Flying toilets

May 18, 2013

Residents of most of Kampala’s slums seem to have picked a leaf from Eneke, the bird, to fly without perching. When they fail to access latrines, they turn to plastic bags, (flying toilets) which are later thrown out at night.


In Chinua Achebe’s book, Things Fall Apart, during one harvest, Okonkwo asked for seedlings from Nwakibie, a great man of the village. Although he had turned down similar requests from other young men, Nwakibie granted Okonkwo his wish, through a proverb: “Eneke, the bird, says since men have learned to shoot without missing, he has learned to fly without perching."

Residents of most of Kampala’s slums seem to have picked a leaf from Eneke, the bird, to fly without perching. When they fail to access latrines, they turn to plastic bags, (flying toilets) which are later thrown out at night. As GERALD TENYWA writes, this vice has been detrimental to both the residents and Lake Victoria

He hurriedly crawls towards his mother. The entrance to a makeshift house is where the mother is sitting on a mat, as she waves a whisk to chase away flies from his nose. Not far away is sewage flowing into Nakivubo Channel, which empties into Lake Victoria.

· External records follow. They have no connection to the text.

//! # Builder for FetchConfig
//!
//! Fluent construction of [`FetchConfig`] instances.
//!
//! # Example
//!
//! ```
//! use std::time::Duration;
//! use swipecache_engine::FetchConfig;
//!
//! let config = FetchConfig::builder()
//!     .with_timeout(Duration::from_secs(120))
//!     .with_connect_timeout(Duration::from_secs(5))
//!     .with_user_agent("SwipeToWatch/1.0")
//!     .with_header("Referer", "https://feed.example")
//!     .build();
//!
//! assert_eq!(config.timeout, Duration::from_secs(120));
//! ```

use std::time::Duration;

use reqwest::header::{HeaderMap, HeaderValue};

use crate::FetchConfig;

/// Builder for creating FetchConfig instances with a fluent API
#[derive(Debug, Clone)]
pub struct FetchConfigBuilder {
    /// Internal config being built
    config: FetchConfig,
}

impl FetchConfigBuilder {
    /// Create a new builder with default configuration
    pub fn new() -> Self {
        Self {
            config: FetchConfig::default(),
        }
    }

    /// Set the overall timeout for the entire HTTP request
    pub fn with_timeout(mut self, timeout: Duration) -> Self {
        self.config.timeout = timeout;
        self
    }

    /// Set the connection timeout (time to establish initial connection)
    pub fn with_connect_timeout(mut self, timeout: Duration) -> Self {
        self.config.connect_timeout = timeout;
        self
    }

    /// Set whether to follow redirects
    pub fn with_follow_redirects(mut self, follow: bool) -> Self {
        self.config.follow_redirects = follow;
        self
    }

    /// Set the user agent string
    pub fn with_user_agent(mut self, user_agent: impl Into<String>) -> Self {
        self.config.user_agent = user_agent.into();
        self
    }

    /// Add a custom HTTP header. Invalid names or values are ignored.
    pub fn with_header(mut self, name: impl AsRef<str>, value: impl AsRef<str>) -> Self {
        if let (Ok(name), Ok(value)) = (
            name.as_ref().parse::<reqwest::header::HeaderName>(),
            HeaderValue::from_str(value.as_ref()),
        ) {
            self.config.headers.insert(name, value);
        }
        self
    }

    /// Merge headers into the current set, replacing same-named entries
    pub fn with_headers(mut self, headers: HeaderMap) -> Self {
        for (name, value) in headers.iter() {
            self.config.headers.insert(name.clone(), value.clone());
        }
        self
    }

    /// Build the FetchConfig instance
    pub fn build(self) -> FetchConfig {
        self.config
    }
}

impl Default for FetchConfigBuilder {
    fn default() -> Self {
        Self::new()
    }
}
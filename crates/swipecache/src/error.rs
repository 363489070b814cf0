use reqwest::StatusCode;

/// Failure of the network fetch collaborator.
///
/// The coordinator does not distinguish between variants: any of them means
/// "no local source available" for the request.
#[derive(Debug, thiserror::Error)]
pub enum FetchError {
    #[error("HTTP error: {0}")]
    Http(#[from] reqwest::Error),

    #[error("Server returned status code {0}")]
    StatusCode(StatusCode),

    #[error("Unsupported URL scheme: {0}")]
    UnsupportedScheme(String),

    #[error("Fetch failed: {0}")]
    Other(String),
}

/// Failure inside the disk cache. Never surfaced past the cache operations;
/// it is logged and degraded to "not cached".
#[derive(Debug, thiserror::Error)]
pub enum CacheError {
    #[error("I/O error: {0}")]
    Io(#[from] std::io::Error),

    #[error("No cache key can be derived from URL: {0}")]
    InvalidKey(String),
}

pub type CacheResult<T> = std::result::Result<T, CacheError>;
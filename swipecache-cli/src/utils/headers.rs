use tracing::warn;

/// Split a header string in format "Name: Value" into its trimmed parts.
pub fn parse_header(header_str: &str) -> Option<(&str, &str)> {
    // Find the first colon which separates name and value
    let Some((name, value)) = header_str.split_once(':') else {
        warn!(
            "Invalid header format: '{}'. Expected 'Name: Value'",
            header_str
        );
        return None;
    };

    let name = name.trim();
    if name.is_empty() {
        warn!("Invalid header name in '{}'", header_str);
        return None;
    }

    Some((name, value.trim()))
}

#[cfg(test)]
mod tests {
    use super::*;

    #[test]
    fn test_parse_header() {
        assert_eq!(
            parse_header("Referer: https://feed.example:8443/x"),
            Some(("Referer", "https://feed.example:8443/x"))
        );
    }

    #[test]
    fn test_parse_header_rejects_malformed() {
        assert_eq!(parse_header("no separator"), None);
        assert_eq!(parse_header(": value"), None);
    }
}
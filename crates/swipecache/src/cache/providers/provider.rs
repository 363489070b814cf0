//! # Cache Provider
//!
//! The storage interface the download coordinator depends on.

use std::path::PathBuf;

use async_trait::async_trait;
use bytes::Bytes;
use url::Url;

/// Key-value storage of video payloads addressed by resource URL.
///
/// None of these operations fail from the caller's point of view: storage
/// errors are logged and degrade to "not cached".
#[async_trait]
pub trait VideoCacheProvider: Send + Sync {
    /// Local path of the cached payload for `url`, if one exists right now.
    async fn lookup(&self, url: &Url) -> Option<PathBuf>;

    /// Store `payload` for `url`, overwriting any previous entry.
    /// `None` removes the entry instead.
    async fn insert(&self, payload: Option<Bytes>, url: &Url);

    /// Remove the entry for `url`. Removing an absent entry is a no-op.
    async fn delete(&self, url: &Url);

    /// Remove every entry, returning how many were removed.
    async fn delete_all(&self) -> usize;
}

Amina Namale, a resident of Kanyogoga-Namuwongo, one of Kampala’s largest slums, lives in a one-room house in the crowded settlement.Namuwongo is a low-lying area, where water from different parts of Kampala collects before entering Lake Victoria.

The area sometimes floods when Nakivubo Channel gets blocked. Apart from floods, Kanyogoga is also plagued by a high water table, which has made it difficult to construct deep pit-latrines. When Namale wants to answer nature’s call, she goes to a public latrine used by more than 100 people.

For every visit to the latrine, she parts with sh200.So, what happens in cases where the residents cannot afford the user fee? According to Ronald Ddumba, a community worker, people who cannot pay sh200, resort to plastic bags, popularly known as flying toilets.


Emmanuel Masengere, the LC1 chairperson, says when darkness falls, some residents throw the plastic bags into the drains or onto the roofs of their neighbours’ homes. Others drop them in the narrow dark corridors between the crammed houses. If they are lucky, the storm carries away some of the plastic bags and their contents into the nearby Nakivubo Channel.

However, sometimes the buveera block the drains, pushing the filth back to the settlement. Masengere says Kanyogoga needs about eight public latrines, yet there are only four.

“There are no caretakers at night. So when people find it closed, they resort to kaveera.” David Mukama, the sanitation coordinator in the Ministry of Water and Environment, says the residents are exposed to environmental and health risks.


Given that one gram of faeces contains 10 million viruses, one million bacteria,1,000 cysts and 100 worm eggs, every person who discards human waste (on average each person releases 500 grams a day), exposes people in the slum to a big risk. In addition, the flying toilets contaminate drinking water from the roofs.

Most times, the runoff goes into the Nakivubo Channel, which ends up contaminating Lake Victoria. Mukama attributes the frequent cases of dysentery and cholera in Kanyogoga to poor sanitation. “After defecating in the kaveera, people throw it on roofs, from where some people harvest rain water,” says Mukama.

Because of the high water table in Kanyogoga, most latrines are shallow


CHOLERA OUTBREAKS IN KANYOGOGA
Kanyogoga is littered with drug shops, which Masengere says typifies the high cases of water-borne diseases such as dysentery and cholera. In 1995, 10 people died of the disease in the area.Another outbreak occurred in 2004. The latest, which happened last year, left one child dead, according to Masengere.

HOUSES WITHOUT TOILETS
“Most of the landlords do not own houses in the slums. They live in high-end areas and only return to collect rent,” says Mukama. May be that is the reason why they construct houses without latrines. He says people rent houses without toilets because they cannot afford better ones.

Kampala Capital City Authority spokesperson Peter Kaujju says they are working with donors (KFW, a German Bank and the Africa Development Bank) to ensure slum residents access safe water. In the arrangement, Kaujju says every 20 litres of water will go for sh25. He says the Ministry of Works and Housing has also initiated a programme to upgrade all slums in Kampala.